Bitcoin beat that record in less than one year.

It’s no surprise then that the share price of every company associated with blockchain and/or crypto has cratered.

Bitcoin miners, in particular, are priced as if they are going out of business.

But what if they don’t go bankrupt?

It’s not just the price of bitcoin that determines whether a bitcoin miner makes money or not.
While the price of bitcoin has dropped dramatically), so has mining difficulty.

The blue line is the network hashrate, aka the total computing power off the bitcoin mining network.

The red line is the mining difficulty (how much hash power is needed to mine bitcoin.

At present bitcoin mining difficulty has dropped 15% from it’s all time peak in early August.

This week the bitcoin mining difficulty is scheduled to drop another 9%.

The network hashrate is dropping because many miners can’t turn a profit at these prices. The Bitmex research blog estimates that 1.3 million rigs have been turned off.

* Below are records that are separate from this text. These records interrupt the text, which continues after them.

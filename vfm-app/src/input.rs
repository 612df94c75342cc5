//! 原始VFM数据读取
//!
//! 读取Feature_Classification_Flags变量的原始转储：小端序u16，行主序。

use std::fs;
use std::path::Path;

use anyhow::{bail, Context, Result};
use bytes::Buf;
use ndarray::Array2;
use vfm_core::{FlagWord, ROW_LEN};
use vfm_kernel::rows_from_flat;

/// 将字节缓冲区解析为小端序标志字
pub fn words_from_bytes(raw: &[u8]) -> Result<Vec<FlagWord>> {
    if raw.len() % 2 != 0 {
        bail!("Raw VFM dump has an odd number of bytes: {}", raw.len());
    }

    let mut buf = raw;
    let mut words = Vec::with_capacity(raw.len() / 2);
    while buf.has_remaining() {
        words.push(buf.get_u16_le());
    }
    Ok(words)
}

/// 读取原始转储为二维数组
///
/// # 参数
/// - `path`: 转储文件路径
/// - `transposed`: 文件按 (5515, ntimes) 存放
pub fn read_rows(path: &Path, transposed: bool) -> Result<Array2<FlagWord>> {
    let raw = fs::read(path).with_context(|| format!("Failed to read {}", path.display()))?;
    let words = words_from_bytes(&raw)?;
    let rows = rows_from_flat(words)?;
    if !transposed {
        return Ok(rows);
    }

    let ntimes = rows.nrows();
    let columns = rows
        .into_shape_with_order((ROW_LEN, ntimes))
        .context("Failed to reinterpret dump as 5515 x N")?;
    Ok(columns)
}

It’s impossible to know how many of those rigs have been mothballed (ready to power up again if the price of bitcoin rises) or have been permanently taken off-line i.e. thrown into landfill.It’s All About the Cost of Electricity

The Antminer S9 produced by Bitmain is the workhorse of the bitcoin mining industry. At today’s bitcoin price of $3500, ming with the S(Antminer is break-even if all-in costs for mining are six cents or less.

The reduction in mining difficulty scheduled this week should allow miners to break-even at 6.5 cents, if the price of bitcoin stays above $3500.At present, the bitcoin mining industry is balanced on a razor’s edge. The most efficient miners have all-in costs of 4 to 5 cents a kilowatt.

There were a great many miners with costs higher than 8 cents but they have dropped off the network.

That leaves the miners with costs between 6 and 8 cents a kilowatt. They are the ones bleeding cash and praying for bitcoin to break above $4000.

What Does This Mean for Investors?

The two most important questions to ask of any bitcoin mining management team:
1)     What is your ALL-IN kilowatt-per-hour cost?
2)     How much cash do you have in the bank?

If the company has no cash in the bank, then the risk of bankruptcy is very real.

Nobody knows anything about the future price of bitcoin in the next few months. It could go to $5000 in a heartbeat… or $2500.

If it drops below $3000, then NOBODY is making money mining bitcoin. Therefore, more miners will drop off the network and bitcoin mining difficulty will drop again…but there is always a delay before the mining difficulty drops.

On the other hand, if bitcoin soars to $7000, then any miner left in the game will start to make money hand over fist (again).

Many, if not all public bitcoin mining companies are priced as if bankruptcy is imminent. That is true for many of those companies but not all of them.